Kapil, D., Wang, J., Olawade, D. B. and Vanderbloemen, L. 2025. AI-Assisted Physiotherapy for Patients with Non-Specific Low Back Pain: A Systematic Review and Meta-Analysis. Applied Sciences. 15 (3), p. Art. 1532. https://doi.org/10.3390/app15031532
AuthorsKapil, D., Wang, J., Olawade, D. B. and Vanderbloemen, L.
Abstract

Background: Non-specific low back pain (LBP) is a widespread condition with significant impacts on physical activity, muscle strength, psychological well-being, and economic status. Traditional physiotherapy shows variable efficacy, prompting growing interest in AI-assisted physiotherapy for its potential to offer personalized feedback and multidisciplinary care integration.

Objective: This systematic review and meta-analysis aimed to evaluate AI-assisted physiotherapy’s effectiveness in reducing pain intensity and functional impairment and improving mental health compared to usual physiotherapy.

Method: A comprehensive search strategy was employed across Embase, MEDLINE, Cochrane Library, and Web of Science databases from inception to 30 May 2024. Comparative studies were identified and screened using PICOS criteria. Data extraction involved detailed study characteristics and outcomes, with methodological quality assessed via the Cochrane Risk of Bias tool. Meta-analyses using random-effects models calculated standardized mean differences (SMDs).

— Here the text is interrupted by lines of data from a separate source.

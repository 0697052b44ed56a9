//! Reading validator: payload → `SensorReading`.
//!
//! All five fields must be present and coercible to a finite number.
//! JSON numbers and numeric strings (`"25.8"`) both coerce. Values outside
//! the expected physical range are logged and kept; range checks never
//! reject input.

use serde_json::Value;
use tracing::warn;

use crate::error::ValidationError;
use crate::model::{FEATURE_COUNT, FEATURE_NAMES, SensorReading};

/// Expected physical range per field, in `FEATURE_NAMES` order.
pub const PHYSICAL_RANGES: [(&str, f64, f64); FEATURE_COUNT] = [
    ("temperature", -40.0, 60.0),
    ("humidity", 0.0, 100.0),
    ("rain", 0.0, 2000.0),
    ("pressure", 800.0, 1200.0),
    ("soil_moisture", 0.0, 100.0),
];

/// A value outside its expected physical range.
#[derive(Debug, Clone, PartialEq)]
pub struct RangeWarning {
    pub field: &'static str,
    pub value: f64,
    pub min: f64,
    pub max: f64,
}

#[derive(Debug, Clone, PartialEq)]
pub struct ValidatedReading {
    pub reading: SensorReading,
    pub warnings: Vec<RangeWarning>,
}

/// Validates a raw payload and stamps it with `timestamp`.
///
/// Fields are checked in `FEATURE_NAMES` order, so the first missing or
/// non-numeric field is the one reported.
pub fn validate_payload(
    payload: &Value,
    timestamp: i64,
) -> Result<ValidatedReading, ValidationError> {
    let object = payload.as_object().ok_or(ValidationError::NotAnObject)?;

    let mut values = [0.0_f64; FEATURE_COUNT];
    for (slot, field) in values.iter_mut().zip(FEATURE_NAMES) {
        let raw = object
            .get(field)
            .ok_or_else(|| ValidationError::MissingField(field.to_string()))?;
        *slot = coerce(field, raw)?;
    }

    let [temperature, humidity, rain, pressure, soil_moisture] = values;
    let reading = SensorReading {
        timestamp,
        temperature,
        humidity,
        rain,
        pressure,
        soil_moisture,
    };

    let warnings = check_ranges(&reading);
    for w in &warnings {
        warn!(
            field = w.field,
            value = w.value,
            min = w.min,
            max = w.max,
            "Unusual value for {}",
            w.field
        );
    }

    Ok(ValidatedReading { reading, warnings })
}

fn coerce(field: &str, value: &Value) -> Result<f64, ValidationError> {
    let number = match value {
        Value::Number(n) => n.as_f64(),
        Value::String(s) => s.trim().parse::<f64>().ok(),
        _ => None,
    };

    match number {
        Some(n) if n.is_finite() => Ok(n),
        _ => Err(ValidationError::NotNumeric {
            field: field.to_string(),
            value: value.to_string(),
        }),
    }
}

/// Soft range check. Returns one warning per out-of-range field.
pub fn check_ranges(reading: &SensorReading) -> Vec<RangeWarning> {
    reading
        .features()
        .into_iter()
        .zip(PHYSICAL_RANGES)
        .filter(|(value, (_, min, max))| value < min || value > max)
        .map(|(value, (field, min, max))| RangeWarning { field, value, min, max })
        .collect()
}

// ---------------------------------------------------------------------------
// Tests
// ---------------------------------------------------------------------------

#[cfg(test)]
mod tests {
    use super::*;
    use proptest::prelude::*;
    use rstest::rstest;
    use serde_json::json;

    fn sample() -> Value {
        json!({
            "temperature": 25.8,
            "humidity": 80.5,
            "rain": 10.2,
            "pressure": 1010.5,
            "soil_moisture": 0.75
        })
    }

    #[test]
    fn test_valid_payload_accepted_without_warnings() {
        let validated = validate_payload(&sample(), 1_700_000_000).unwrap();
        assert_eq!(validated.reading.timestamp, 1_700_000_000);
        assert_eq!(validated.reading.temperature, 25.8);
        assert_eq!(validated.reading.soil_moisture, 0.75);
        assert!(validated.warnings.is_empty());
    }

    #[test]
    fn test_numeric_strings_are_coerced() {
        let payload = json!({
            "temperature": "25.8",
            "humidity": " 80 ",
            "rain": 0,
            "pressure": "1e3",
            "soil_moisture": "0.75"
        });
        let reading = validate_payload(&payload, 0).unwrap().reading;
        assert_eq!(reading.humidity, 80.0);
        assert_eq!(reading.rain, 0.0);
        assert_eq!(reading.pressure, 1000.0);
    }

    #[test]
    fn test_extra_fields_are_ignored() {
        let mut payload = sample();
        payload["station"] = json!("north-field");
        assert!(validate_payload(&payload, 0).is_ok());
    }

    #[rstest]
    #[case("temperature")]
    #[case("humidity")]
    #[case("rain")]
    #[case("pressure")]
    #[case("soil_moisture")]
    fn test_missing_field_is_named(#[case] field: &str) {
        let mut payload = sample();
        payload.as_object_mut().unwrap().remove(field);
        let err = validate_payload(&payload, 0).unwrap_err();
        assert_eq!(err, ValidationError::MissingField(field.to_string()));
    }

    #[rstest]
    #[case(json!("wet"))]
    #[case(json!(null))]
    #[case(json!(true))]
    #[case(json!([1.0]))]
    #[case(json!("NaN"))]
    #[case(json!("inf"))]
    fn test_non_numeric_value_rejected(#[case] value: Value) {
        let mut payload = sample();
        payload["rain"] = value;
        let err = validate_payload(&payload, 0).unwrap_err();
        assert_eq!(err.field(), Some("rain"));
        assert!(matches!(err, ValidationError::NotNumeric { .. }));
    }

    #[test]
    fn test_non_object_payload_rejected() {
        assert_eq!(validate_payload(&json!([1, 2]), 0).unwrap_err(), ValidationError::NotAnObject);
    }

    #[test]
    fn test_out_of_range_is_warning_not_error() {
        let mut payload = sample();
        payload["temperature"] = json!(75.0);
        payload["pressure"] = json!(640.0);

        let validated = validate_payload(&payload, 0).unwrap();
        assert_eq!(validated.reading.temperature, 75.0, "value must pass through unmodified");
        let fields: Vec<_> = validated.warnings.iter().map(|w| w.field).collect();
        assert_eq!(fields, vec!["temperature", "pressure"]);
    }

    #[test]
    fn test_range_bounds_are_inclusive() {
        let reading = SensorReading {
            timestamp: 0,
            temperature: -40.0,
            humidity: 100.0,
            rain: 2000.0,
            pressure: 800.0,
            soil_moisture: 0.0,
        };
        assert!(check_ranges(&reading).is_empty());
    }

    proptest! {
        #[test]
        fn prop_any_finite_numbers_accepted(
            values in proptest::array::uniform5(-1.0e6f64..1.0e6),
            as_string in proptest::array::uniform5(any::<bool>()),
        ) {
            let mut object = serde_json::Map::new();
            for ((field, value), stringify) in FEATURE_NAMES.iter().zip(values).zip(as_string) {
                let v = if stringify { json!(value.to_string()) } else { json!(value) };
                object.insert(field.to_string(), v);
            }

            let reading = validate_payload(&Value::Object(object), 7).unwrap().reading;
            prop_assert_eq!(reading.features(), values);
        }

        #[test]
        fn prop_missing_any_one_field_names_it(idx in 0usize..FEATURE_COUNT) {
            let mut payload = sample();
            payload.as_object_mut().unwrap().remove(FEATURE_NAMES[idx]);
            let err = validate_payload(&payload, 0).unwrap_err();
            prop_assert_eq!(err.field(), Some(FEATURE_NAMES[idx]));
        }
    }
}
//! Shared data types for the flood prediction service.
//!
//! A `SensorReading` is one row of the `live_dataset` keyspace and a
//! `PredictionRecord` one row of `predictions`. Both are keyed by integer
//! epoch seconds.

use serde::{Deserialize, Serialize};
use std::fmt;

// ---------------------------------------------------------------------------
// Shape constants
// ---------------------------------------------------------------------------

/// Number of timesteps the classifiers were trained on.
pub const WINDOW_LENGTH: usize = 30;

/// Features per timestep, in model input order.
pub const FEATURE_COUNT: usize = 5;

/// Number of risk classes each classifier scores.
pub const RISK_CLASSES: usize = 3;

/// Feature names in model input order. These are also the required payload
/// field names accepted by the validator.
pub const FEATURE_NAMES: [&str; FEATURE_COUNT] =
    ["temperature", "humidity", "rain", "pressure", "soil_moisture"];

/// One timestep of model input.
pub type FeatureVector = [f64; FEATURE_COUNT];

// ---------------------------------------------------------------------------
// Sensor readings
// ---------------------------------------------------------------------------

/// A validated environmental sensor reading.
#[derive(Debug, Clone, Copy, PartialEq, Serialize, Deserialize)]
pub struct SensorReading {
    /// Epoch seconds, assigned at ingestion. Natural key in `live_dataset`.
    pub timestamp: i64,
    /// Air temperature, °C.
    pub temperature: f64,
    /// Relative humidity, %.
    pub humidity: f64,
    /// Rainfall, mm.
    pub rain: f64,
    /// Surface pressure, hPa.
    pub pressure: f64,
    pub soil_moisture: f64,
}

impl SensorReading {
    /// Feature vector in `FEATURE_NAMES` order.
    pub fn features(&self) -> FeatureVector {
        [
            self.temperature,
            self.humidity,
            self.rain,
            self.pressure,
            self.soil_moisture,
        ]
    }
}

// ---------------------------------------------------------------------------
// Risk taxonomy
// ---------------------------------------------------------------------------

/// Discrete classifier output. The decision rule is a bare argmax over the
/// three class probabilities; the labels below are display text only.
#[derive(Debug, Clone, Copy, PartialEq, Eq, Hash, Serialize, Deserialize)]
#[serde(into = "u8", try_from = "u8")]
pub enum RiskLevel {
    Low = 0,
    Medium = 1,
    High = 2,
}

impl RiskLevel {
    pub const ALL: [RiskLevel; RISK_CLASSES] = [RiskLevel::Low, RiskLevel::Medium, RiskLevel::High];

    pub fn from_index(index: usize) -> Option<Self> {
        Self::ALL.get(index).copied()
    }

    pub fn index(self) -> u8 {
        self as u8
    }

    /// Dashboard label for this level.
    pub fn label(self) -> &'static str {
        match self {
            RiskLevel::Low => "Low Risk (Below 50%)",
            RiskLevel::Medium => "Medium Risk (75% - 90%)",
            RiskLevel::High => "High Risk (Above 90%)",
        }
    }
}

impl From<RiskLevel> for u8 {
    fn from(level: RiskLevel) -> u8 {
        level.index()
    }
}

impl TryFrom<u8> for RiskLevel {
    type Error = String;

    fn try_from(value: u8) -> Result<Self, Self::Error> {
        RiskLevel::from_index(value as usize)
            .ok_or_else(|| format!("risk level must be 0, 1 or 2, got {}", value))
    }
}

impl fmt::Display for RiskLevel {
    fn fmt(&self, f: &mut fmt::Formatter<'_>) -> fmt::Result {
        write!(f, "{}", self.index())
    }
}

// ---------------------------------------------------------------------------
// Predictions
// ---------------------------------------------------------------------------

/// Persisted outcome of one inference cycle. Append-only, keyed by timestamp.
#[derive(Debug, Clone, Copy, PartialEq, Eq, Serialize, Deserialize)]
pub struct PredictionRecord {
    pub timestamp: i64,
    pub risk_24: RiskLevel,
    pub risk_48: RiskLevel,
}

// ---------------------------------------------------------------------------
// Tests
// ---------------------------------------------------------------------------
//! Rolling window assembler.
//!
//! Merges persisted history with the just-ingested reading into a
//! chronologically ascending window whose last element is always the new
//! reading. When history is short the configured `ShortWindowPolicy`
//! decides whether to run on the shorter window, pad it, or give up.

use tracing::{debug, warn};

use crate::config::ShortWindowPolicy;
use crate::error::PredictionError;
use crate::model::{FeatureVector, SensorReading};

/// Ordered readings fed to the scaler, oldest first, newest last.
#[derive(Debug, Clone, PartialEq)]
pub struct RollingWindow {
    rows: Vec<SensorReading>,
}

impl RollingWindow {
    pub fn len(&self) -> usize {
        self.rows.len()
    }

    pub fn is_empty(&self) -> bool {
        self.rows.is_empty()
    }

    pub fn rows(&self) -> &[SensorReading] {
        &self.rows
    }

    /// The just-ingested reading.
    pub fn newest(&self) -> Option<&SensorReading> {
        self.rows.last()
    }

    pub fn feature_rows(&self) -> Vec<FeatureVector> {
        self.rows.iter().map(SensorReading::features).collect()
    }
}

/// Assembly result plus how it was obtained.
#[derive(Debug, Clone, PartialEq)]
pub struct AssembledWindow {
    pub window: RollingWindow,
    /// History rows that made it into the window.
    pub history_used: usize,
    /// Copies of the oldest row prepended under `PadOldest`.
    pub padded: usize,
}

#[derive(Debug, Clone, Copy)]
pub struct WindowAssembler {
    length: usize,
    policy: ShortWindowPolicy,
}

impl WindowAssembler {
    pub fn new(length: usize, policy: ShortWindowPolicy) -> Self {
        Self {
            length: length.max(1),
            policy,
        }
    }

    /// History rows needed besides the new reading.
    pub fn history_needed(&self) -> usize {
        self.length - 1
    }

    /// Builds the window from `history` (ascending) and `newest`.
    ///
    /// History rows at or after `newest.timestamp` are dropped: either the
    /// reading itself read back from the store, or a row it superseded
    /// under last-write-wins.
    pub fn assemble(
        &self,
        history: Vec<SensorReading>,
        newest: SensorReading,
    ) -> Result<AssembledWindow, PredictionError> {
        let mut earlier: Vec<SensorReading> = history
            .into_iter()
            .filter(|row| row.timestamp < newest.timestamp)
            .collect();

        let needed = self.history_needed();
        if earlier.len() > needed {
            earlier.drain(..earlier.len() - needed);
        }
        let history_used = earlier.len();

        let mut padded = 0;
        if history_used < needed {
            match self.policy {
                ShortWindowPolicy::Proceed => {
                    warn!(
                        available = history_used,
                        required = needed,
                        "Insufficient historical data, proceeding with a {}-step window",
                        history_used + 1
                    );
                }
                ShortWindowPolicy::PadOldest => {
                    let oldest = earlier.first().copied().unwrap_or(newest);
                    padded = needed - history_used;
                    earlier.splice(0..0, std::iter::repeat_n(oldest, padded));
                    warn!(
                        available = history_used,
                        required = needed,
                        padded,
                        "Insufficient historical data, padded window with oldest reading"
                    );
                }
                ShortWindowPolicy::Reject => {
                    return Err(PredictionError::InsufficientHistory {
                        available: history_used,
                        required: needed,
                    });
                }
            }
        }

        earlier.push(newest);
        debug!(len = earlier.len(), history_used, padded, "assembled rolling window");

        Ok(AssembledWindow {
            window: RollingWindow { rows: earlier },
            history_used,
            padded,
        })
    }
}

// ---------------------------------------------------------------------------
// Tests
// ---------------------------------------------------------------------------
//! Flood Prediction Service - Main Daemon
//!
//! Accepts environmental sensor readings over HTTP, stores them, and
//! classifies 24h / 48h flood risk from the most recent rolling window.
//!
//! Usage:
//!   cargo run --release                          # PostgreSQL store, port from config
//!   cargo run --release -- --endpoint 8080       # Override the HTTP port
//!   cargo run --release -- --memory-store        # Throwaway in-process store
//!   cargo run --release -- --config other.toml   # Explicit config file
//!
//! Environment:
//!   DATABASE_URL   - PostgreSQL connection string (PostgreSQL store only)
//!   FLOPRED_CONFIG - config file path (default: predictor.toml)
//!   PORT           - HTTP port override
//!   FLOPRED_ENV    - `development` disables API key checks
//!   RUST_LOG       - log filter override

use flopred_service::config::{self, ServiceConfig};
use flopred_service::daemon::{Daemon, StoreBackend};
use std::env;
use std::path::PathBuf;
use tracing::{error, info};

struct Args {
    port: Option<u16>,
    backend: StoreBackend,
    config_path: Option<PathBuf>,
}

fn usage(program: &str) -> String {
    format!(
        "Usage: {} [--endpoint PORT] [--memory-store] [--config PATH]",
        program
    )
}

fn parse_args(args: &[String]) -> Result<Args, String> {
    let mut parsed = Args {
        port: None,
        backend: StoreBackend::Postgres,
        config_path: None,
    };

    let mut i = 1;
    while i < args.len() {
        match args[i].as_str() {
            "--endpoint" => {
                let value = args.get(i + 1).ok_or("--endpoint requires a port number")?;
                parsed.port = Some(
                    value
                        .parse()
                        .map_err(|_| format!("invalid port '{}'", value))?,
                );
                i += 2;
            }
            "--config" => {
                let value = args.get(i + 1).ok_or("--config requires a file path")?;
                parsed.config_path = Some(PathBuf::from(value));
                i += 2;
            }
            "--memory-store" => {
                parsed.backend = StoreBackend::Memory;
                i += 1;
            }
            other => return Err(format!("Unknown argument: {}", other)),
        }
    }

    Ok(parsed)
}

fn load(args: &Args) -> Result<ServiceConfig, flopred_service::error::ConfigError> {
    let mut service_config = match &args.config_path {
        Some(path) => {
            dotenv::dotenv().ok();
            let mut loaded = config::load_config_from(path)?;
            loaded.apply_env_overrides();
            loaded
        }
        None => config::load_config()?,
    };

    if let Some(port) = args.port {
        service_config.endpoint.port = port;
    }
    Ok(service_config)
}

fn main() {
    let argv: Vec<String> = env::args().collect();
    let program = argv.first().map(String::as_str).unwrap_or("flopred_service");

    let args = match parse_args(&argv) {
        Ok(args) => args,
        Err(e) => {
            eprintln!("Error: {}", e);
            eprintln!("{}", usage(program));
            std::process::exit(1);
        }
    };

    let service_config = match load(&args) {
        Ok(config) => config,
        Err(e) => {
            eprintln!("\n❌ Configuration error: {}\n", e);
            std::process::exit(1);
        }
    };

    let mut daemon = Daemon::new(service_config, args.backend);
    let telemetry = daemon.telemetry().clone();

    let exit_code = telemetry.scope(|| {
        info!(
            port = daemon.config().endpoint.port,
            backend = ?args.backend,
            "🌊 Flood Prediction Service starting"
        );

        if let Err(e) = daemon.initialize() {
            error!("Initialization failed: {}", e);
            eprintln!("\n❌ Initialization failed: {}\n", e);
            return 1;
        }
        info!("✓ Daemon initialized");

        if let Err(e) = daemon.run() {
            error!("Daemon error: {}", e);
            eprintln!("\n❌ Daemon error: {}", e);
            return 1;
        }
        0
    });

    std::process::exit(exit_code);
}

#[cfg(test)]
mod tests {
    use super::*;

    fn argv(args: &[&str]) -> Vec<String> {
        std::iter::once("flopred_service")
            .chain(args.iter().copied())
            .map(String::from)
            .collect()
    }

    #[test]
    fn test_parse_all_flags() {
        let argv = argv(&["--endpoint", "8080", "--memory-store", "--config", "x.toml"]);
        let args = parse_args(&argv).unwrap();
        assert_eq!(args.port, Some(8080));
        assert_eq!(args.backend, StoreBackend::Memory);
        assert_eq!(args.config_path, Some(PathBuf::from("x.toml")));
    }

    #[test]
    fn test_defaults_to_postgres() {
        let args = parse_args(&argv(&[])).unwrap();
        assert_eq!(args.backend, StoreBackend::Postgres);
        assert!(args.port.is_none());
    }

    #[test]
    fn test_bad_arguments() {
        assert!(parse_args(&argv(&["--endpoint"])).is_err());
        assert!(parse_args(&argv(&["--endpoint", "http"])).is_err());
        assert!(parse_args(&argv(&["--verbose"])).is_err());
    }
}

Results: Eight studies met the inclusion criteria. Compared to usual physiotherapy, AI-assisted physiotherapy did not demonstrate any statistically significant differences in outcomes across the aspects studied, including pain intensity (SMD = −0.2711, 95% CI: −0.5109 to −0.0313, p = 0.267), functional impairment (SMD = −0.2508, 95% CI: −0.5574 to 0.0559, p = 0.1089), and mental health (SMD = −0.0328, 95% CI: −0.1972 to 0.1316, p = 0.6956). These findings indicate that AI-assisted physiotherapy had no demonstrable additional effect compared to usual physiotherapy for patients with LBP. Sensitivity analyses were conducted to address inter-study heterogeneity, confirming the robustness of these results.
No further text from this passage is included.